◆ What the task asks: Below are some records. Print exactly the lines between the one holding "pub fn schema()" and the one holding "if rule.destinations() >", inclusive, and nothing else.
Dataset content: Begin
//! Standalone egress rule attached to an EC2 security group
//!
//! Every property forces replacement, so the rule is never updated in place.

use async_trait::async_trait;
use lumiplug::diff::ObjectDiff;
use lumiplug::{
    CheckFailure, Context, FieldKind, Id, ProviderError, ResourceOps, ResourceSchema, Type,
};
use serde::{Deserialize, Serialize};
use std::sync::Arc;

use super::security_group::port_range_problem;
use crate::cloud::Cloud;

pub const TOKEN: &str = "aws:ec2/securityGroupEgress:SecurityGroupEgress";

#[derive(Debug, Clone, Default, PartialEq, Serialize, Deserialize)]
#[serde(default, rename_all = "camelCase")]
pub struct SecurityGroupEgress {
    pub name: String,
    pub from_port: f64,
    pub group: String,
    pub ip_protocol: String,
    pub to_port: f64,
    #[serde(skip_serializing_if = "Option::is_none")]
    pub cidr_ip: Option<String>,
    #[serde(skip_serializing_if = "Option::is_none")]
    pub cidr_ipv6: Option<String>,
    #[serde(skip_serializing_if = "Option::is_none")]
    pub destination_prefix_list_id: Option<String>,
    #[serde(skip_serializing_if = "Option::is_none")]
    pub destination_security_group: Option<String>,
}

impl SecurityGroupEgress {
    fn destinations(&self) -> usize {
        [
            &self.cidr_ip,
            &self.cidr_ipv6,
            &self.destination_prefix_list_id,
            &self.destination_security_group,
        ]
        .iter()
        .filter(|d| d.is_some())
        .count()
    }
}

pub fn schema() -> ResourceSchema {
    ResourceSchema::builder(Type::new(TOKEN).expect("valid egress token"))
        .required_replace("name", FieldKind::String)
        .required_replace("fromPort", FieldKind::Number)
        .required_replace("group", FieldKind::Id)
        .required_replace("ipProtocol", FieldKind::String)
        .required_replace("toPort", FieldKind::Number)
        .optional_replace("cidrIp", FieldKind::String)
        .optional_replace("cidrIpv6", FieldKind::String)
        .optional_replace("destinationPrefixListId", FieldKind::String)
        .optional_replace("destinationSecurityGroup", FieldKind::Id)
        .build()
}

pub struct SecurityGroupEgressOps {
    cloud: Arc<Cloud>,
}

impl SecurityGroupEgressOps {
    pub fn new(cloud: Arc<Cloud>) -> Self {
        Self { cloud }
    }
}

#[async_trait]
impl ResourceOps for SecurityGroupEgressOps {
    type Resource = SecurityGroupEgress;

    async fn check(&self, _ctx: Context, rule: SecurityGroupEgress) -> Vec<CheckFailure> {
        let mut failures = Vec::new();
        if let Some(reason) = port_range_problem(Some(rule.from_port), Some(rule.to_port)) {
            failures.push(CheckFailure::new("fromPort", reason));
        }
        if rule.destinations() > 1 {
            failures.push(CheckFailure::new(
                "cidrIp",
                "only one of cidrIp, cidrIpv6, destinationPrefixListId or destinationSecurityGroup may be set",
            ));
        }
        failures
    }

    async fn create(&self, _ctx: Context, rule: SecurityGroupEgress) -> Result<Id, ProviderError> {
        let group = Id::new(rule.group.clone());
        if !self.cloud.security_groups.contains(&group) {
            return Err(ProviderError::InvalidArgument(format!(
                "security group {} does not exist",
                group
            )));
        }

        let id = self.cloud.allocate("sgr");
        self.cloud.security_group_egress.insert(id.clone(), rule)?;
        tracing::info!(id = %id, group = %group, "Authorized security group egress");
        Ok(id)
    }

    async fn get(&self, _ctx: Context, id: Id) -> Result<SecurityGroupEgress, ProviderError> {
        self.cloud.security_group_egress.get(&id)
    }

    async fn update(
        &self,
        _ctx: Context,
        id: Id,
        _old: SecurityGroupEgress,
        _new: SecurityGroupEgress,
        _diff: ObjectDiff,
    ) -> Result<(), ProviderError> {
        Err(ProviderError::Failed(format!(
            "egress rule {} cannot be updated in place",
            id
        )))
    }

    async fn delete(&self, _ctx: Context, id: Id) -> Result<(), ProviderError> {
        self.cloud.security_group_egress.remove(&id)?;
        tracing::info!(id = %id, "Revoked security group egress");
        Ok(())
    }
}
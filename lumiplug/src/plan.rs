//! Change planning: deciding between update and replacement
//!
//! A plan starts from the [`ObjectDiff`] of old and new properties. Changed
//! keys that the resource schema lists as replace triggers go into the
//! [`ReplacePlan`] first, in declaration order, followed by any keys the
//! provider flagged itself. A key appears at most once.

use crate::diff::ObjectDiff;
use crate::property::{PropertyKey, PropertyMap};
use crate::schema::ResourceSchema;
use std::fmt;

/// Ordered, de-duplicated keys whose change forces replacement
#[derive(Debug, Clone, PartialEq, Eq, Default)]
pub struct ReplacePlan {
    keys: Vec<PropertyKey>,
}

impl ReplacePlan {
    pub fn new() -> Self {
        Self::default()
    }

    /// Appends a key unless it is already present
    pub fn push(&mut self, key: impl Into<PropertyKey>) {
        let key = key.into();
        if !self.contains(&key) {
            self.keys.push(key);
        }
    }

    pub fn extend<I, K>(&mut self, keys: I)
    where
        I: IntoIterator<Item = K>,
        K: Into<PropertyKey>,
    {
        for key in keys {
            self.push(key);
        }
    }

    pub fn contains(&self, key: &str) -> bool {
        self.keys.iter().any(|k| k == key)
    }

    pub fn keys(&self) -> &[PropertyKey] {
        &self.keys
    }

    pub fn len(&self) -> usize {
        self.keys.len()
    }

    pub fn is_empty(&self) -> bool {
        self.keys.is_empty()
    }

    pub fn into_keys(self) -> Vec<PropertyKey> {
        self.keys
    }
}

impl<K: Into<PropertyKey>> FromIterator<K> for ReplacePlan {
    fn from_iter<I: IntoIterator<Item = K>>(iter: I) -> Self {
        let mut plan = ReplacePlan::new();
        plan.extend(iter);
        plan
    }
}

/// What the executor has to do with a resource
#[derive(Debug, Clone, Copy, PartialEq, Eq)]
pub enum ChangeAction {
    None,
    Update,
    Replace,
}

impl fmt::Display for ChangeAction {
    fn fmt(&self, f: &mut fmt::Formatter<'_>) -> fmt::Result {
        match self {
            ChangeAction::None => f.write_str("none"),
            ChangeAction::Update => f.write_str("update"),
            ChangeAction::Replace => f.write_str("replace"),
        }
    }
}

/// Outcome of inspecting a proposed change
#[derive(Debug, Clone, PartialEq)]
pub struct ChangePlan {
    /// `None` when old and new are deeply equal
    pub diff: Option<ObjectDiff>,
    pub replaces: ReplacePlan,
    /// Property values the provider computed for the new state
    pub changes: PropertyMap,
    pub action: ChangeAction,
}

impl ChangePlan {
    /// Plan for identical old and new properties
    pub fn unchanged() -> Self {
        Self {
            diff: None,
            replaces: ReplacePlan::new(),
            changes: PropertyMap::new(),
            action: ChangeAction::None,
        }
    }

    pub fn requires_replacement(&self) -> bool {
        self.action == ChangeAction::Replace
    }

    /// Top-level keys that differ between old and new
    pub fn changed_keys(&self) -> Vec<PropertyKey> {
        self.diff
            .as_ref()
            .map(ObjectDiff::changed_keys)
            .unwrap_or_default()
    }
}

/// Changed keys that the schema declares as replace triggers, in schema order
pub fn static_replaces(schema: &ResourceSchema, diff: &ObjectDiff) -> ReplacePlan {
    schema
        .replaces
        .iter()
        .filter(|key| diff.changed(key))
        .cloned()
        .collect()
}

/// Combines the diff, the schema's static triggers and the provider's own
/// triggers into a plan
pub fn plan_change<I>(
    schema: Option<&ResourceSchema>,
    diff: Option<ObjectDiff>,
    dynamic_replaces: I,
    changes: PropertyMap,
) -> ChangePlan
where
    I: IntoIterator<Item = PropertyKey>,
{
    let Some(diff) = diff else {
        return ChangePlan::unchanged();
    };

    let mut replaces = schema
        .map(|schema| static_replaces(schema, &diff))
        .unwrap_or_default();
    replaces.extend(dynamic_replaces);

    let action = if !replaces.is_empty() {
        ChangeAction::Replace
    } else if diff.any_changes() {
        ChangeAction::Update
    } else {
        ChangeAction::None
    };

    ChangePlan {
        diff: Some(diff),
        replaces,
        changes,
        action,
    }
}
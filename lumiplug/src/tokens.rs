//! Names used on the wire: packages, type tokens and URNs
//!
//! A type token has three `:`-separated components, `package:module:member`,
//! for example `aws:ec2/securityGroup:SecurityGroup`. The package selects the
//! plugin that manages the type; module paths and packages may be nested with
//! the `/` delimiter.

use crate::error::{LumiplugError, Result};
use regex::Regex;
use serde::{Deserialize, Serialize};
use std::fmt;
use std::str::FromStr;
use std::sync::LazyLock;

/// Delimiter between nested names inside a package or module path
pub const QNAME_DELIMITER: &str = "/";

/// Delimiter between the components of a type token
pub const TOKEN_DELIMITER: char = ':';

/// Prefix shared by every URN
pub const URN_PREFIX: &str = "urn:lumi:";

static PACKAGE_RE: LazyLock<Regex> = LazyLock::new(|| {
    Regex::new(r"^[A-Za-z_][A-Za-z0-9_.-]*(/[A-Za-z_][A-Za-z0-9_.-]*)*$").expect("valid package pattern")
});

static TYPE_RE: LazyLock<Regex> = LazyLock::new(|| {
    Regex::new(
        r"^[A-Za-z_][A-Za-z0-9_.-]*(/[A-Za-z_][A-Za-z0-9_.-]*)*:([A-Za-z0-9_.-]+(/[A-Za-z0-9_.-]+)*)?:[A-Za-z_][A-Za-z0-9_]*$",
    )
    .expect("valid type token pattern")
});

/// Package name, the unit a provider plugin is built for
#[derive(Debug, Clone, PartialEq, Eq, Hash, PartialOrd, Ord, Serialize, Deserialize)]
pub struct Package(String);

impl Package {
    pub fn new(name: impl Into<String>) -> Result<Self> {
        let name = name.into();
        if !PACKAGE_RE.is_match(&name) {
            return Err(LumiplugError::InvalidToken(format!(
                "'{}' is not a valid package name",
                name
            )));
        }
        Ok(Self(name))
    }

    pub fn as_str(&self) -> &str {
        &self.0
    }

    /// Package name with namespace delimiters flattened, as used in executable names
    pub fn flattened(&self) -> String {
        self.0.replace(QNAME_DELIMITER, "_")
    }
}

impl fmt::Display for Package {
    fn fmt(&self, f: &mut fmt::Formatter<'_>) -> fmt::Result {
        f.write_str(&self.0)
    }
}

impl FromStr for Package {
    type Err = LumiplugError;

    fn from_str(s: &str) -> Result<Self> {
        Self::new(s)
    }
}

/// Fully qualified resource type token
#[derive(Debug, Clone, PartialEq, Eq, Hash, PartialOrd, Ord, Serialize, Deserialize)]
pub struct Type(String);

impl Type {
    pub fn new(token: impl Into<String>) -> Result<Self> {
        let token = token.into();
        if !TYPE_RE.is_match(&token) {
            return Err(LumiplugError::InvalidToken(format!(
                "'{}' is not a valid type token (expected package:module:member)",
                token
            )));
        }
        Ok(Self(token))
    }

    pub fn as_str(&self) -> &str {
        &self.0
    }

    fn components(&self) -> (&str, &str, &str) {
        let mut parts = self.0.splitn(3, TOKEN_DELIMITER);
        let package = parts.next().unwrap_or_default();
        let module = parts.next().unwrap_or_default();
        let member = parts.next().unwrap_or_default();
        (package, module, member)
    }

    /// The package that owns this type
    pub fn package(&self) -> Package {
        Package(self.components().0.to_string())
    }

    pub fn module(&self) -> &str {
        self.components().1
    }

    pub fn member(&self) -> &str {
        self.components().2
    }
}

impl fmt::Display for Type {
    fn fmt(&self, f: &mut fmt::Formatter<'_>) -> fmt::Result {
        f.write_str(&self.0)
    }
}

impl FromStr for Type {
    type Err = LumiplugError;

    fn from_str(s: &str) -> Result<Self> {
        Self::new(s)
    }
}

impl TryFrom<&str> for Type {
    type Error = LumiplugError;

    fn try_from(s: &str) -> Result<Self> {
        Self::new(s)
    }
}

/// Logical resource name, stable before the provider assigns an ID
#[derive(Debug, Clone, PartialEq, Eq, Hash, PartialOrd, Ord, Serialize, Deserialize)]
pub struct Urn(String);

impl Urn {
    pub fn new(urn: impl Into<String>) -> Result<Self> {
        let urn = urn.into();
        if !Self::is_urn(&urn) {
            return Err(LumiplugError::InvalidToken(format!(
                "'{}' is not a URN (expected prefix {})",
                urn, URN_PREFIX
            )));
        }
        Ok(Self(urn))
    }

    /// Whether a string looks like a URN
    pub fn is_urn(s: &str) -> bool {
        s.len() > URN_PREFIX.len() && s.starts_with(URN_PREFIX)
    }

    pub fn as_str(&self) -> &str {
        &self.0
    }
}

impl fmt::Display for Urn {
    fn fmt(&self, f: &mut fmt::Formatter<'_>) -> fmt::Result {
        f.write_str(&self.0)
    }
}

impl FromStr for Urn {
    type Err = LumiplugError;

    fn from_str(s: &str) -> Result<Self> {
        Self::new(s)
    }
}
Dataset content: End
◆ Exercise solution:
pub fn schema() -> ResourceSchema {
    ResourceSchema::builder(Type::new(TOKEN).expect("valid egress token"))
        .required_replace("name", FieldKind::String)
        .required_replace("fromPort", FieldKind::Number)
        .required_replace("group", FieldKind::Id)
        .required_replace("ipProtocol", FieldKind::String)
        .required_replace("toPort", FieldKind::Number)
        .optional_replace("cidrIp", FieldKind::String)
        .optional_replace("cidrIpv6", FieldKind::String)
        .optional_replace("destinationPrefixListId", FieldKind::String)
        .optional_replace("destinationSecurityGroup", FieldKind::Id)
        .build()
}

pub struct SecurityGroupEgressOps {
    cloud: Arc<Cloud>,
}

impl SecurityGroupEgressOps {
    pub fn new(cloud: Arc<Cloud>) -> Self {
        Self { cloud }
    }
}

#[async_trait]
impl ResourceOps for SecurityGroupEgressOps {
    type Resource = SecurityGroupEgress;

    async fn check(&self, _ctx: Context, rule: SecurityGroupEgress) -> Vec<CheckFailure> {
        let mut failures = Vec::new();
        if let Some(reason) = port_range_problem(Some(rule.from_port), Some(rule.to_port)) {
            failures.push(CheckFailure::new("fromPort", reason));
        }
        if rule.destinations() > 1 {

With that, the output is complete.